Po jakimś czasie coś się zaczyna dziać. Ochroniarze, którzy stoją pośród nas, proszę o przesunięcie się dalej, za stolik. Nagle fragment podłogi przed nami podnosi się i tworzy swego rodzaju scenę. Wchodzi na nią trójka tancerzy: dwie dziewczyny, oczywiście nie Chinki, ubrane jednakowo, o podobnych twarzach, szczupłych brzuchach i grubych udach oraz bardzo wysoki mężczyzna, również niewyglądający na Azjatę, ubrany w luźnie spodnie i duży T-shirt. Grupa zaczyna tańczyć, dziewczyny jakieś sexy Dance, chłopak w hip-hopowym stylu. Występ robi na mnie wrażenie, wszyscy bardzo dobrze tańczą, do tego robią odpowiednie miny, są aktorami na scenie. Chłopak podnosi obie dziewczyny naraz ( one obie sięgają mu trochę wyżej niż do pępka, tzn, jest duża różnica wzrostu).

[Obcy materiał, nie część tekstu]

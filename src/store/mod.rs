//! Durable preference storage backends.
//!
//! The registry persists exactly one value, the display mode, under
//! [`MODE_STORAGE_KEY`](crate::MODE_STORAGE_KEY). Backends stand in for the
//! browser's per-origin key-value storage.

pub mod memory;
pub mod file;

/// Error type for preference storage operations.
#[derive(Debug, thiserror::Error)]
pub enum StoreError {
    /// Storage is not available (private browsing, sandboxing, read-only medium).
    #[error("Preference storage unavailable: {0}")]
    Unavailable(String),

    /// The store refused the write because it is full.
    #[error("Preference storage quota exceeded")]
    QuotaExceeded,

    /// Underlying I/O failure.
    #[error("Preference storage I/O error: {0}")]
    Io(#[from] std::io::Error),

    /// The persisted file could not be parsed or written as JSON.
    #[error("Preference storage is corrupt: {0}")]
    Serialization(#[from] serde_json::Error),
}

/// Trait for durable string key-value storage.
///
/// Implementations must be cheap to call from the UI thread; every method is
/// synchronous.
pub trait PreferenceStore: Send + Sync {
    /// Read the value stored under `key`.
    fn get(&self, key: &str) -> Result<Option<String>, StoreError>;

    /// Store `value` under `key`, replacing any previous value.
    fn set(&self, key: &str, value: &str) -> Result<(), StoreError>;
}

pub use memory::InMemoryPreferenceStore;
pub use file::FilePreferenceStore;
// Prompt templates
// Fixed assistant instructions with slots for retrieved context, the question and history


use std::sync::LazyLock;

use fancy_regex::Regex;

use crate::config::AssistantConfig;
use crate::{RagError, Result};

static SLOT_PATTERN: LazyLock<Regex> =
    LazyLock::new(|| Regex::new(r"\{(\w+)\}").expect("valid regex"));

const PLAIN_TEMPLATE: &str = "You are an assistant for {institution}, an educational institute.
Your goal is to answer users' questions regarding {topics} based on the provided CONTEXT.

Guidelines:

Provide a direct and concise answer.
If the answer is present in the CONTEXT, respond exactly as stated.
Do not include reasoning, explanations, or any analysis of the context.
If the CONTEXT does not answer the question or if the query is unrelated to {topics}, redirect the user to {fallback_contact}.
Never use \"Assistant:\" or \"Answer:\" before your response. Answer directly and clearly.

CONTEXT:
{context}

QUESTION:
{question}

ANSWER:";

const CONVERSATIONAL_TEMPLATE: &str = "You are an assistant for {institution}, an educational institute.
Your goal is to answer users' questions regarding {topics} based on the provided CONTEXT.

Guidelines:

Provide a direct and concise answer.
Use the CHAT HISTORY only to understand what a follow-up question refers to. Facts must come from the CONTEXT.
If the answer is present in the CONTEXT, respond exactly as stated.
Do not include reasoning, explanations, or any analysis of the context.
If the CONTEXT does not answer the question or if the query is unrelated to {topics}, redirect the user to {fallback_contact}.
Never use \"Assistant:\" or \"Answer:\" before your response. Answer directly and clearly.

CHAT HISTORY:
{chat_history}

CONTEXT:
{context}

QUESTION:
{question}

ANSWER:";

/// Values filled in per request
#[derive(Debug, Clone, Copy, Default, PartialEq, Eq)]
pub struct PromptSlots<'a> {
    pub context: &'a str,
    pub question: &'a str,
    pub chat_history: Option<&'a str>,
}

#[derive(Debug, Clone, Copy, PartialEq, Eq)]
pub enum Slot {
    Context,
    Question,
    ChatHistory,
}

impl Slot {
    fn from_name(name: &str) -> Option<Self> {
        match name {
            "context" => Some(Self::Context),
            "question" => Some(Self::Question),
            "chat_history" => Some(Self::ChatHistory),
            _ => None,
        }
    }

    #[inline]
    pub fn name(self) -> &'static str {
        match self {
            Self::Context => "context",
            Self::Question => "question",
            Self::ChatHistory => "chat_history",
        }
    }
}

#[derive(Debug, Clone, PartialEq, Eq)]
enum Segment {
    Literal(String),
    Slot(Slot),
}

/// A parsed template with the persona already bound.
///
/// Filled values are copied in verbatim; braces inside them are never
/// treated as slots.
#[derive(Debug, Clone, PartialEq, Eq)]
pub struct PromptTemplate {
    name: &'static str,
    segments: Vec<Segment>,
}

impl PromptTemplate {
    /// Single-question template: `context` and `question`
    #[inline]
    pub fn plain(persona: &AssistantConfig) -> Result<Self> {
        Self::parse("plain", PLAIN_TEMPLATE, persona)
    }

    /// Follow-up aware template: adds `chat_history`
    #[inline]
    pub fn conversational(persona: &AssistantConfig) -> Result<Self> {
        Self::parse("conversational", CONVERSATIONAL_TEMPLATE, persona)
    }

    fn parse(name: &'static str, text: &str, persona: &AssistantConfig) -> Result<Self> {
        let mut segments = Vec::new();
        let mut literal = String::new();
        let mut last = 0;

        for captures in SLOT_PATTERN.captures_iter(text) {
            let captures = captures
                .map_err(|e| RagError::Other(anyhow::anyhow!("Failed to scan template: {}", e)))?;
            let (Some(whole), Some(slot_name)) = (captures.get(0), captures.get(1)) else {
                continue;
            };

            literal.push_str(text.get(last..whole.start()).unwrap_or_default());
            last = whole.end();

            match slot_name.as_str() {
                "institution" => literal.push_str(&persona.institution),
                "topics" => literal.push_str(&persona.topics),
                "fallback_contact" => literal.push_str(&persona.fallback_contact),
                other => match Slot::from_name(other) {
                    Some(slot) => {
                        if !literal.is_empty() {
                            segments.push(Segment::Literal(std::mem::take(&mut literal)));
                        }
                        segments.push(Segment::Slot(slot));
                    }
                    None => literal.push_str(whole.as_str()),
                },
            }
        }

        literal.push_str(text.get(last..).unwrap_or_default());
        if !literal.is_empty() {
            segments.push(Segment::Literal(literal));
        }

        Ok(Self { name, segments })
    }

    #[inline]
    pub fn name(&self) -> &'static str {
        self.name
    }

    /// Slots in the order they appear
    #[inline]
    pub fn slots(&self) -> Vec<Slot> {
        self.segments
            .iter()
            .filter_map(|segment| match segment {
                Segment::Slot(slot) => Some(*slot),
                Segment::Literal(_) => None,
            })
            .collect()
    }

    /// Fill every slot. A slot without a value is an error.
    #[inline]
    pub fn render(&self, values: &PromptSlots<'_>) -> Result<String> {
        let mut prompt = String::new();

        for segment in &self.segments {
            match segment {
                Segment::Literal(text) => prompt.push_str(text),
                Segment::Slot(Slot::Context) => prompt.push_str(values.context),
                Segment::Slot(Slot::Question) => prompt.push_str(values.question),
                Segment::Slot(Slot::ChatHistory) => {
                    let history = values.chat_history.ok_or_else(|| {
                        RagError::InvalidInput(format!(
                            "The {} template needs a value for {}",
                            self.name,
                            Slot::ChatHistory.name()
                        ))
                    })?;
                    prompt.push_str(history);
                }
            }
        }

        Ok(prompt)
    }
}
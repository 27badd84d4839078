// Reasoning-trace removal
// Strips `<think>...</think>` blocks that reasoning models emit before the answer


pub const OPEN_MARKER: &str = "<think>";
pub const CLOSE_MARKER: &str = "</think>";

#[derive(Debug, Clone, Copy, PartialEq, Eq)]
enum ScanState {
    Outside,
    Inside,
}

/// Remove every reasoning block and its markers, then trim.
///
/// An opening marker without a matching closer discards everything after it.
/// A closing marker seen outside a block is dropped and the text around it kept.
#[inline]
pub fn strip_reasoning(raw: &str) -> String {
    let mut output = String::with_capacity(raw.len());
    let mut state = ScanState::Outside;
    let mut rest = raw;

    while !rest.is_empty() {
        match state {
            ScanState::Outside => match (rest.find(OPEN_MARKER), rest.find(CLOSE_MARKER)) {
                (Some(open), Some(close)) if close < open => {
                    rest = skip_marker(rest, close, CLOSE_MARKER, &mut output);
                }
                (Some(open), _) => {
                    rest = skip_marker(rest, open, OPEN_MARKER, &mut output);
                    state = ScanState::Inside;
                }
                (None, Some(close)) => {
                    rest = skip_marker(rest, close, CLOSE_MARKER, &mut output);
                }
                (None, None) => {
                    output.push_str(rest);
                    rest = "";
                }
            },
            ScanState::Inside => match rest.find(CLOSE_MARKER) {
                Some(close) => {
                    let (_, after) = rest.split_at(close);
                    rest = after.strip_prefix(CLOSE_MARKER).unwrap_or(after);
                    state = ScanState::Outside;
                }
                None => rest = "",
            },
        }
    }

    output.trim().to_string()
}

/// Keep the text before the marker at `at`, return what follows the marker
fn skip_marker<'a>(text: &'a str, at: usize, marker: &str, output: &mut String) -> &'a str {
    let (before, after) = text.split_at(at);
    output.push_str(before);
    after.strip_prefix(marker).unwrap_or(after)
}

Po skończonym występie pół sceny zostaje w górze, druga połowa równa się z poziomem ziemi. Nasze damskie grono postanawia dać dobry przykład i potańczyć trochę. Okazuje się, że tutaj są dwa parkiety, jeden w innym końcu sali. Ogólnie to ta wyższa część jest bardzo niewielka, nie jestem pewna czy ma 4 m˛& Ta część na ziemi jest jeszcze mniejsza, lecz ma lepszy kształt. Innego miejsca do tańca nie ma. Wszędzie stoliki, kilka lóż i przejście do toalet.

Zaczynamy tańczyć na dolnym parkiecie. Kilka chłopaków śledzi moje i Carli ruchy,. Nic dziwnego, Chinki tańczą jak dziewczynki z piątej klasy na szkolnej dyskotece. No cóż, każdy ma prawo bawić się jak chce, jednak to wygląda śmiesznie XD Ich ruchy są niezsynchronizowane z muzyką, wgl nie tańczą do taktu. Owszem, znajdą się wśród Chinek także takie, których taniec wygląda jak na Koreańskich teledyskach, ale wciąż stanowią znaczną mniejszość. Te tańce nie są sexy, ani nawet nie wygląda to słodko. Ja nie wiem, czy taki taniec ma jakikolwiek sens, skoro dziewczyny tutaj tańczyć nie lubią.

W którymś momencie zdecydowałyśmy z dziewczynami wskoczyć na wyższy level tzn tańczyć na wyższym parkiecie. Jak powszechnie wiadomo, tańce rak ze mnie marna, jednak Chinki wpadały w zachwyt wielokrotnie obserwując moje ruchy. Nie rozumiem tego.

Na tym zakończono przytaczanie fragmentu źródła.